WHAT IS REQUIRED
Retrieve every line of the data holding the word "diagnostics".

(Saved data entries)
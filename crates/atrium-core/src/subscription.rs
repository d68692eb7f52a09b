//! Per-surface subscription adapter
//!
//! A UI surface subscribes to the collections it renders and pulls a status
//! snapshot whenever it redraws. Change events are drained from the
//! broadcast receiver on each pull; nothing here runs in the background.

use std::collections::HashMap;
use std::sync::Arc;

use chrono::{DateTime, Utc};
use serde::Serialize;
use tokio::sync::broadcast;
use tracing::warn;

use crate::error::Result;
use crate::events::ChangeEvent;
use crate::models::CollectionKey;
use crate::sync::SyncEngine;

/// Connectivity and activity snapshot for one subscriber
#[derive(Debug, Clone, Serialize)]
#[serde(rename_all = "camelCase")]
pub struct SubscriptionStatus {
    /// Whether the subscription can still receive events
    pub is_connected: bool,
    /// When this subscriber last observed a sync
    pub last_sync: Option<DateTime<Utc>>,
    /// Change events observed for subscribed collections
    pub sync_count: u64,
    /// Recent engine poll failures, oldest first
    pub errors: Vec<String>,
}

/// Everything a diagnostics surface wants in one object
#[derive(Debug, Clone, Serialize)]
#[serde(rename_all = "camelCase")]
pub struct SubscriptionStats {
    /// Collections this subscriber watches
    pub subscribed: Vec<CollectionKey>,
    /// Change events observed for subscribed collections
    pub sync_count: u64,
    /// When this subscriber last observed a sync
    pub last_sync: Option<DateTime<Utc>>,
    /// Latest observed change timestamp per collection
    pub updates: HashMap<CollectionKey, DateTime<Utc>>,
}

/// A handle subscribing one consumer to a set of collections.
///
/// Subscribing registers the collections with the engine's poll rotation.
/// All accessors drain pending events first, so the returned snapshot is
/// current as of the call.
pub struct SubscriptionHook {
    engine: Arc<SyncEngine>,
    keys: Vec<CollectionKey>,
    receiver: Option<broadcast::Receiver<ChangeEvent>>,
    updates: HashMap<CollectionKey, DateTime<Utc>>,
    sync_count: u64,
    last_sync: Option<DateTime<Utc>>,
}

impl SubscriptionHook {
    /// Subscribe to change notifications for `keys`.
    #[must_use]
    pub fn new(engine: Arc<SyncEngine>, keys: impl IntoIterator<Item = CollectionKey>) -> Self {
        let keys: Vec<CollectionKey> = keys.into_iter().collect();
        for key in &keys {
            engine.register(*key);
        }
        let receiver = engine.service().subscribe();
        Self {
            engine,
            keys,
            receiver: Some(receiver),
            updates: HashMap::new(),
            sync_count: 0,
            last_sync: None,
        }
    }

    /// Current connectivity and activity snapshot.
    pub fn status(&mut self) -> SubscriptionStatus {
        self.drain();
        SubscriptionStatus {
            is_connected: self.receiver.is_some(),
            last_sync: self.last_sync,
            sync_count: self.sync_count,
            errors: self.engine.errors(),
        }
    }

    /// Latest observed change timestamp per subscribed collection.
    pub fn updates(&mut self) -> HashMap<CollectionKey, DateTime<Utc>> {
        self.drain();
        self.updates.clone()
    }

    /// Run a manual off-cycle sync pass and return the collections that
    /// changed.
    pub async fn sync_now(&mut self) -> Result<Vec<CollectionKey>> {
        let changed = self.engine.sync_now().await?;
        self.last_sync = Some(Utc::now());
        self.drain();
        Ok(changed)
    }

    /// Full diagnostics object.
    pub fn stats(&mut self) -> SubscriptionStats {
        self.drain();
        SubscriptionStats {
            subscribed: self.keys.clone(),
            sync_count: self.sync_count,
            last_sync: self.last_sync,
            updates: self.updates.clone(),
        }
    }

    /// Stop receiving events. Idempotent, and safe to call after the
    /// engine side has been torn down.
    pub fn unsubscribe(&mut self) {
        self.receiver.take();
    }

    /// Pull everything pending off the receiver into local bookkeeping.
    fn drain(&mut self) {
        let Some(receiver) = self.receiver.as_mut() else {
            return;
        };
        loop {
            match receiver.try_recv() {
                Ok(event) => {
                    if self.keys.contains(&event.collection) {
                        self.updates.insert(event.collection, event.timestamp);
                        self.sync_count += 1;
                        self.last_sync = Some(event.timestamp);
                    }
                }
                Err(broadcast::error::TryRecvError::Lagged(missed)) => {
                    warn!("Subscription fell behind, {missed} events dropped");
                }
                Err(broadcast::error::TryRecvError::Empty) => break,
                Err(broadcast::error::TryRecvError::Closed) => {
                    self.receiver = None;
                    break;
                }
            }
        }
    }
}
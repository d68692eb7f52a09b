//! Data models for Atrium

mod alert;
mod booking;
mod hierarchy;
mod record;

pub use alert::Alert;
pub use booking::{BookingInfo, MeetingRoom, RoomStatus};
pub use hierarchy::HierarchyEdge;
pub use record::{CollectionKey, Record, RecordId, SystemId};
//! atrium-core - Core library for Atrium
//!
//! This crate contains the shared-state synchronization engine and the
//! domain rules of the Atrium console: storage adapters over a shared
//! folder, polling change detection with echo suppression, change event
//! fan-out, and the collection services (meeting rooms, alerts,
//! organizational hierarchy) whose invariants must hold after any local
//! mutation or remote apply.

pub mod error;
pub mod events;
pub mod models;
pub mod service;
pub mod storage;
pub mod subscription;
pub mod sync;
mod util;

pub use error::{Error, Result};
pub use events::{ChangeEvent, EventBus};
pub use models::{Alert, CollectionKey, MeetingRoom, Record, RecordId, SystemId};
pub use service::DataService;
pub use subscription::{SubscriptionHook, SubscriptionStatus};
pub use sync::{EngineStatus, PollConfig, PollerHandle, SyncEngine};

TASK SOLUTION
/// Everything a diagnostics surface wants in one object
    /// Full diagnostics object.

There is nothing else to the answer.